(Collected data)

□ □ □ □ □

//! Partition worker
//!
//! Owns everything that is single-threaded per key partition: the delta
//! resolver with its recent-state cache, the batch sequencer and the
//! partition checkpoint. Batches are applied effect-then-checkpoint:
//!
//! 1. commit the deltas and the cache image to the aggregate store
//!    (retried with backoff)
//! 2. advance the checkpoint to the batch's max token
//! 3. append the outcome to the processing log
//!
//! A new worker starts from the cache image its store last recorded for
//! the partition.
//!
//! A batch that exhausts its retries goes DEAD and the partition halts with
//! its checkpoint pinned, so a restart re-derives the stuck range. Other
//! partitions are unaffected.

use std::sync::Arc;
use std::time::Duration;

use chrono::Utc;
use serde::Serialize;
use tokio::sync::{mpsc, watch};
use tokio::time::{self, Instant, MissedTickBehavior};
use tracing::{debug, error, info, warn};
use types::event::{ChangeEvent, SequenceToken};
use types::ids::BatchId;

use crate::checkpoint::CheckpointManager;
use crate::config::EngineConfig;
use crate::error::EngineError;
use crate::metrics::EngineMetrics;
use crate::processing_log::{record_batch, ProcessingLog, ProcessingLogEntry};
use crate::resolver::{DeltaResolver, ResolutionKind};
use crate::retry::RetryPolicy;
use crate::sequencer::{Batch, BatchSequencer, BatchState};
use crate::store::AggregateStore;
use crate::validation::Rejection;

/// Input routed to a partition by the consumption loop.
#[derive(Debug, Clone)]
pub enum PartitionInput {
    Event(ChangeEvent),
    Rejected(Rejection),
    /// Every input up to this token has been routed. Sent once at graceful
    /// shutdown so the checkpoint can advance past tokens of other
    /// partitions.
    Watermark(SequenceToken),
}

#[derive(Debug, Clone, PartialEq, Eq, Serialize)]
#[serde(tag = "state", rename_all = "snake_case")]
pub enum PartitionStatus {
    Running,
    /// No further batches are accepted; input is dropped.
    Halted { reason: String },
}

/// Final state of a partition worker.
#[derive(Debug, Clone, Serialize)]
pub struct PartitionReport {
    pub partition: u32,
    pub status: PartitionStatus,
    pub checkpoint: Option<SequenceToken>,
    pub next_batch_id: BatchId,
    pub batches_committed: u64,
    pub batches_dead: u64,
    pub reconciliation_gaps: u64,
    pub inputs_dropped: u64,
}

/// Window expiry is checked ten times per window, at most every 10ms.
pub fn tick_period(window: Duration) -> Duration {
    (window / 10).max(Duration::from_millis(10))
}

pub struct PartitionWorker {
    partition: u32,
    resolver: DeltaResolver,
    sequencer: BatchSequencer,
    checkpoints: CheckpointManager,
    store: Arc<dyn AggregateStore>,
    log: Arc<dyn ProcessingLog>,
    retry: RetryPolicy,
    log_write_attempts: u32,
    window: Duration,
    metrics: Arc<EngineMetrics>,
    status: PartitionStatus,
    batches_committed: u64,
    batches_dead: u64,
    inputs_dropped: u64,
}

impl PartitionWorker {
    pub fn new(
        config: &EngineConfig,
        checkpoints: CheckpointManager,
        store: Arc<dyn AggregateStore>,
        log: Arc<dyn ProcessingLog>,
        metrics: Arc<EngineMetrics>,
    ) -> Self {
        let partition = checkpoints.partition();
        let sequencer = BatchSequencer::new(
            partition,
            checkpoints.next_batch_id(),
            config.batch_window(),
            config.max_batch_size,
        );
        let mut resolver = DeltaResolver::new(config.bucket_width(), config.recent_state_capacity);
        if let Some(entries) = store.recent_state(partition) {
            resolver.restore(entries);
            info!(
                partition,
                entries = resolver.cache().len(),
                "Recent state restored"
            );
        }
        Self {
            partition,
            resolver,
            sequencer,
            checkpoints,
            store,
            log,
            retry: config.retry_policy(),
            log_write_attempts: config.log_write_attempts,
            window: config.batch_window(),
            metrics,
            status: PartitionStatus::Running,
            batches_committed: 0,
            batches_dead: 0,
            inputs_dropped: 0,
        }
    }

    pub fn partition(&self) -> u32 {
        self.partition
    }

    pub fn status(&self) -> &PartitionStatus {
        &self.status
    }

    pub fn is_halted(&self) -> bool {
        matches!(self.status, PartitionStatus::Halted { .. })
    }

    /// Route one input into the open batch, applying the batch if it fills.
    pub async fn handle(&mut self, input: PartitionInput, now: Instant) -> Result<(), EngineError> {
        if self.is_halted() {
            if !matches!(input, PartitionInput::Watermark(_)) {
                self.inputs_dropped += 1;
                EngineMetrics::incr(&self.metrics.events_dropped_halted);
            }
            return Ok(());
        }

        let sealed = match input {
            PartitionInput::Event(event) => self.push_event(&event, now),
            PartitionInput::Rejected(rejection) => {
                self.sequencer
                    .push_rejection(&rejection.code, rejection.sequence_token, now)
            }
            PartitionInput::Watermark(token) => {
                if !self.checkpoints.covers(token) {
                    self.sequencer.push_watermark(token, now);
                }
                None
            }
        };
        match sealed {
            Some(batch) => self.process_batch(batch).await,
            None => Ok(()),
        }
    }

    fn push_event(&mut self, event: &ChangeEvent, now: Instant) -> Option<Batch> {
        let token = event.sequence_token;
        if self.checkpoints.covers(token) {
            // Already durable; only refresh the cache.
            self.resolver.observe(event);
            EngineMetrics::incr(&self.metrics.events_replayed);
            debug!(
                partition = self.partition,
                transaction_id = %event.transaction_id,
                sequence_token = %token,
                "Event at or below checkpoint, skipped"
            );
            return self.sequencer.push_replayed(token, now);
        }

        let resolution = self.resolver.resolve(event);
        let gap = resolution.kind == ResolutionKind::ReconciliationGap;
        if gap {
            EngineMetrics::incr(&self.metrics.reconciliation_gaps);
        }
        debug!(
            partition = self.partition,
            transaction_id = %event.transaction_id,
            operation = %event.operation,
            sequence_token = %token,
            kind = ?resolution.kind,
            deltas = resolution.deltas.len(),
            "Event resolved"
        );
        self.sequencer
            .push_event(event.operation, token, resolution.deltas, gap, now)
    }

    /// Seal and apply the open batch if its window has elapsed.
    pub async fn tick(&mut self, now: Instant) -> Result<(), EngineError> {
        if self.is_halted() {
            return Ok(());
        }
        match self.sequencer.poll(now) {
            Some(batch) => self.process_batch(batch).await,
            None => Ok(()),
        }
    }

    /// Seal and apply whatever is open, regardless of its window.
    pub async fn flush(&mut self) -> Result<(), EngineError> {
        if self.is_halted() {
            return Ok(());
        }
        match self.sequencer.seal() {
            Some(batch) => self.process_batch(batch).await,
            None => Ok(()),
        }
    }

    async fn process_batch(&mut self, mut batch: Batch) -> Result<(), EngineError> {
        // The resolver is idle until this batch settles.
        let recent_state = self.resolver.cache().entries();
        loop {
            batch.transition(BatchState::APPLYING)?;
            let started = std::time::Instant::now();

            match self
                .store
                .commit_partition(self.partition, &batch.deltas, &recent_state)
            {
                Ok(outcome) => {
                    let apply_us = started.elapsed().as_micros() as u64;
                    batch.stats.deltas_applied = outcome.applied;
                    batch.stats.deltas_skipped = outcome.skipped;
                    return self.commit(batch, apply_us);
                }
                Err(e) => {
                    batch.last_error = Some(e.to_string());
                    batch.transition(BatchState::FAILED)?;
                    let retries_done = batch.attempts.saturating_sub(1);

                    if e.is_transient() && self.retry.has_retries_remaining(retries_done) {
                        let delay = self.retry.delay_for_retry(retries_done + 1);
                        EngineMetrics::incr(&self.metrics.batch_retries);
                        warn!(
                            partition = self.partition,
                            batch_id = batch.id.value(),
                            attempt = batch.attempts,
                            delay_ms = delay.as_millis() as u64,
                            error = %e,
                            "Batch apply failed, retrying"
                        );
                        time::sleep(delay).await;
                        continue;
                    }

                    batch.transition(BatchState::DEAD)?;
                    self.batches_dead += 1;
                    EngineMetrics::incr(&self.metrics.batches_dead);
                    error!(
                        partition = self.partition,
                        batch_id = batch.id.value(),
                        attempts = batch.attempts,
                        max_token = ?batch.max_token,
                        error = %e,
                        "Batch DEAD, partition halted"
                    );
                    self.report(&batch);
                    self.halt(format!("batch {} dead: {}", batch.id, e));
                    return Ok(());
                }
            }
        }
    }

    fn commit(&mut self, mut batch: Batch, apply_us: u64) -> Result<(), EngineError> {
        if let Some(token) = batch.max_token {
            if let Err(e) = self.checkpoints.advance(token, batch.id, Utc::now()) {
                EngineMetrics::incr(&self.metrics.checkpoint_failures);
                batch.last_error = Some(e.to_string());
                batch.transition(BatchState::FAILED)?;
                error!(
                    partition = self.partition,
                    batch_id = batch.id.value(),
                    sequence_token = %token,
                    error = %e,
                    "Checkpoint write failed, partition halted"
                );
                self.report(&batch);
                self.halt(format!("checkpoint write failed for batch {}: {}", batch.id, e));
                return Ok(());
            }
        }

        batch.transition(BatchState::COMMITTED)?;
        self.batches_committed += 1;
        self.metrics
            .record_commit(batch.stats.deltas_applied, batch.stats.deltas_skipped, apply_us);
        info!(
            partition = self.partition,
            batch_id = batch.id.value(),
            events = batch.event_count,
            applied = batch.stats.deltas_applied,
            skipped = batch.stats.deltas_skipped,
            rejected = batch.stats.rejected,
            reconciliation_gaps = batch.stats.reconciliation_gaps,
            checkpoint = ?self.checkpoints.current_token(),
            "Batch committed"
        );
        self.report(&batch);
        Ok(())
    }

    fn report(&self, batch: &Batch) {
        let entry = ProcessingLogEntry::from_batch(batch, Utc::now());
        if let Err(e) = record_batch(self.log.as_ref(), &entry, self.log_write_attempts) {
            EngineMetrics::incr(&self.metrics.log_failures);
            error!(
                partition = self.partition,
                batch_id = batch.id.value(),
                status = ?batch.state,
                error = %e,
                "Processing log append failed"
            );
        }
    }

    fn halt(&mut self, reason: String) {
        warn!(partition = self.partition, reason = %reason, "Partition halted");
        self.status = PartitionStatus::Halted { reason };
    }

    async fn dispatch(&mut self, input: PartitionInput) {
        if let Err(e) = self.handle(input, Instant::now()).await {
            self.halt(e.to_string());
        }
    }

    /// Consume `rx` until it closes or `shutdown` fires, then apply the
    /// open batch.
    pub async fn run(
        mut self,
        mut rx: mpsc::Receiver<PartitionInput>,
        mut shutdown: watch::Receiver<bool>,
    ) -> PartitionReport {
        let mut ticker = time::interval(tick_period(self.window));
        ticker.set_missed_tick_behavior(MissedTickBehavior::Delay);
        debug!(partition = self.partition, "Partition worker started");

        loop {
            tokio::select! {
                input = rx.recv() => match input {
                    Some(input) => self.dispatch(input).await,
                    None => break,
                },
                _ = ticker.tick() => {
                    if let Err(e) = self.tick(Instant::now()).await {
                        self.halt(e.to_string());
                    }
                }
                changed = shutdown.changed() => {
                    if changed.is_err() || *shutdown.borrow() {
                        while let Ok(input) = rx.try_recv() {
                            self.dispatch(input).await;
                        }
                        break;
                    }
                }
            }
        }

        if let Err(e) = self.flush().await {
            self.halt(e.to_string());
        }
        info!(
            partition = self.partition,
            committed = self.batches_committed,
            dead = self.batches_dead,
            halted = self.is_halted(),
            "Partition worker stopped"
        );
        self.into_report()
    }

    pub fn into_report(self) -> PartitionReport {
        PartitionReport {
            partition: self.partition,
            checkpoint: self.checkpoints.current_token(),
            next_batch_id: self.sequencer.next_batch_id(),
            batches_committed: self.batches_committed,
            batches_dead: self.batches_dead,
            reconciliation_gaps: self.resolver.reconciliation_gaps(),
            inputs_dropped: self.inputs_dropped,
            status: self.status,
        }
    }
}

□ □ □ □ □

▶ **Requirement**: Of the entries listed above, reproduce only the lines starting at the line containing "if let Err(e) = self.flush().await" and ending at the line containing "pub fn into_report(self)". Include both, exactly as they stand.

▶ **Written answer**:
        if let Err(e) = self.flush().await {
            self.halt(e.to_string());
        }
        info!(
            partition = self.partition,
            committed = self.batches_committed,
            dead = self.batches_dead,
            halted = self.is_halted(),
            "Partition worker stopped"
        );
        self.into_report()
    }

    pub fn into_report(self) -> PartitionReport {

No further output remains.